Biografie

West-Eastern Divan Orchestra

Stand: August 2021

Seit mehr als 20 Jahren ist das West-Eastern Divan Orchestra eine feste Größe in der internationalen Musikwelt. 1999 rief Daniel Barenboim gemeinsam mit dem palästinensischen Literaturwissenschaftler Edward Said ein Orchester ins Leben mit dem Ziel, den Dialog zwischen den verschiedenen Kulturen des Nahen Ostens durch die Erfahrungen gemeinsamen Musizierens und des Zusammenlebens zu ermöglichen. Sie benannten das Orchester nach Johann Wolfgang von Goethes Gedichtsammlung West-östlicher Divan, einem zentralen Werk für die Entwicklung des Konzepts der Weltkultur.

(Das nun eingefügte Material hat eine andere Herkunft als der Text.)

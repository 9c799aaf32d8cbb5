//! In-memory map widget.
//!
//! [`HeadlessMap`] implements every map capability the controller needs and
//! simply records what a real widget would draw. The CLI renders from it and
//! tests assert against it.

use std::collections::{BTreeMap, BTreeSet};

use crate::controller::MapView;
use crate::model::{IssueId, LatLng};
use crate::picker::{ClickSource, ListenerId};
use crate::reconcile::{MarkerLayer, MarkerSpec};

/// Handle of a marker drawn on a [`HeadlessMap`].
#[derive(Debug, Clone, Copy, PartialEq, Eq, Hash, PartialOrd, Ord)]
pub struct MarkerHandle(pub u64);

/// Operation counters, for asserting on minimal updates.
#[derive(Debug, Clone, Copy, Default, PartialEq, Eq)]
pub struct MapCounters {
    pub placed: usize,
    pub removed: usize,
    pub listeners_registered: usize,
    pub listeners_unregistered: usize,
}

#[derive(Debug, Clone)]
pub struct HeadlessMap {
    center: LatLng,
    zoom: u8,
    next_handle: u64,
    next_listener: u64,
    markers: BTreeMap<MarkerHandle, MarkerSpec>,
    listeners: BTreeSet<ListenerId>,
    counters: MapCounters,
}

impl HeadlessMap {
    #[must_use]
    pub const fn new(center: LatLng, zoom: u8) -> Self {
        Self {
            center,
            zoom,
            next_handle: 0,
            next_listener: 0,
            markers: BTreeMap::new(),
            listeners: BTreeSet::new(),
            counters: MapCounters {
                placed: 0,
                removed: 0,
                listeners_registered: 0,
                listeners_unregistered: 0,
            },
        }
    }

    pub const fn set_view(&mut self, center: LatLng, zoom: u8) {
        self.center = center;
        self.zoom = zoom;
    }

    #[must_use]
    pub const fn zoom(&self) -> u8 {
        self.zoom
    }

    /// Markers currently drawn, in placement order.
    pub fn markers(&self) -> impl Iterator<Item = &MarkerSpec> {
        self.markers.values()
    }

    #[must_use]
    pub fn marker_count(&self) -> usize {
        self.markers.len()
    }

    #[must_use]
    pub fn marker_for(&self, id: &IssueId) -> Option<&MarkerSpec> {
        self.markers.values().find(|spec| &spec.id == id)
    }

    #[must_use]
    pub fn active_listeners(&self) -> usize {
        self.listeners.len()
    }

    #[must_use]
    pub const fn counters(&self) -> MapCounters {
        self.counters
    }
}

impl MarkerLayer for HeadlessMap {
    type Handle = MarkerHandle;

    fn place(&mut self, spec: MarkerSpec) -> MarkerHandle {
        self.next_handle += 1;
        let handle = MarkerHandle(self.next_handle);
        self.markers.insert(handle, spec);
        self.counters.placed += 1;
        handle
    }

    fn remove(&mut self, handle: MarkerHandle) {
        if self.markers.remove(&handle).is_some() {
            self.counters.removed += 1;
        }
    }
}

impl ClickSource for HeadlessMap {
    fn register_click_listener(&mut self) -> ListenerId {
        self.next_listener += 1;
        let id = ListenerId(self.next_listener);
        self.listeners.insert(id);
        self.counters.listeners_registered += 1;
        id
    }

    fn unregister_click_listener(&mut self, listener: ListenerId) {
        if self.listeners.remove(&listener) {
            self.counters.listeners_unregistered += 1;
        }
    }
}

impl MapView for HeadlessMap {
    fn center(&self) -> LatLng {
        self.center
    }
}

#[cfg(test)]
mod tests {
    use super::*;
    use crate::model::{IssueDraft, IssueRecord, IssueStatus};
    use crate::reconcile::ViewMode;
    use chrono::{TimeZone, Utc};

    #[test]
    fn place_and_remove_track_counters() {
        let mut map = HeadlessMap::new(LatLng::new(0.0, 0.0).unwrap(), 3);
        let record = IssueRecord::from_draft(
            IssueDraft::new("Other", LatLng::new(1.0, 1.0).unwrap()),
            IssueId::new_unchecked("r_1_aaaaaa"),
            Utc.timestamp_millis_opt(1).unwrap(),
        )
        .unwrap();

        let handle = map.place(MarkerSpec::for_record(&record, ViewMode::Citizen));
        assert_eq!(map.marker_count(), 1);
        assert_eq!(
            map.marker_for(&record.id).map(|m| m.popup.status),
            Some(IssueStatus::Received)
        );

        map.remove(handle);
        map.remove(handle);
        assert_eq!(map.marker_count(), 0);
        assert_eq!(map.counters().removed, 1);
    }
}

Die ersten Arbeitsphasen fanden in Weimar und Chicago statt. Das Orchester besteht zu gleichen Teilen aus israelischen und arabischen Musikern sowie einigen spanischen, türkischen und iranischen Mitgliedern. Sie kommen jeden Sommer zu Probenphasen zusammen, die um Vorträge und Diskussionen erweitert werden, bevor sie auf internationale Konzerttournee gehen.

Der einzige politische Aspekt der Arbeit des West-Eastern Divan Orchestra ist die Überzeugung, dass es keine militärische Lösung des Nahostkonfliktes geben kann und dass die Schicksale von Israelis und Palästinensern untrennbar miteinander verbunden sind. Musik gibt jedem Einzelnen das Recht und die Verpflichtung, sich selbst vollständig auszudrücken und dabei auch dem Gegenüber Gehör zu schenken. Auf der Grundlage dieser Auffassung von Gleichheit, Zusammenarbeit und Gerechtigkeit stellt das Orchester ein alternatives Modell zur aktuellen Situation im Nahen Osten dar und beweist immer wieder, dass Musik Brücken bauen und Barrieren beseitigen kann, die zuvor als unüberwindbar galten.

In den Jahren seines Bestehens hat sich das Orchester zu einem international renommierten Ensemble entwickelt, das in den wichtigsten Konzertsälen und bei Festivals wie den Salzburger Festspielen, den BBC Proms, in der Carnegie Hall und dem Teatro Colón in Buenos Aires zu Hause ist. Das Orchester ist gemeinsam mit international gefragten Solistinnen und Solisten aufgetreten, darunter Anne-Sophie Mutter, Yo-Yo Ma und Martha Argerich, die mittlerweile zu Ehrenmitgliedern ernannt wurden.

Eines der wichtigsten Ziele des Orchesters besteht darin, in den Heimatländern der Mitglieder zu spielen. Auftritte in Rabat, Doha und Abu Dhabi sowie ein symbolträchtiges Konzert in Ramallah 2005 waren erste Schritte zur Umsetzung dieses Vorhabens. Weitere wichtige Auftritte umfassen das Abschiedskonzert zu Ehren des damaligen UN-Generalsekretärs Kofi Annan in der UN-Generalversammlung New York im Jahr 2006 sowie ein Konzert an der Grenze zwischen Nord- und Südkorea im Jahr 2011.

Der ehemalige UN-Generalsekretär Ban Ki-moon ernannte Daniel Barenboim im September 2007 zum UN-Friedensbotschafter und das West-Eastern Divan Orchestra im Februar 2016 zum UN-Botschafter für kulturelle Verständigung. Das Orchester ist in den Medien durch verschiedene internationale Fernsehübertragungen sowie eine Reihe hochgelobter CDs und DVDs vertreten, darunter auch preisgekrönte Dokumentarfilme.

Die Arbeit des West-Eastern Divan Orchestra ebnete den Weg für die Gründung der Barenboim-Said Akademie und des ihr angegliederten Pierre Boulez Saals in Berlin. Der reguläre Lehrbetrieb für bis zu 90 Studierende begann im Herbst 2016 mit einem vierjährigen Bachelor-Studiengang, in dem Geisteswissenschaften und Musik als gemeinsam gelebte und reflektierte Praxis einen hohen Stellenwert einnehmen. Die Akademie ist dem pädagogischen Konzept Edward Saids und Daniel Barenboims und ihrem gemeinsamen Versuch verpflichtet, ideologische Gräben zu überwinden.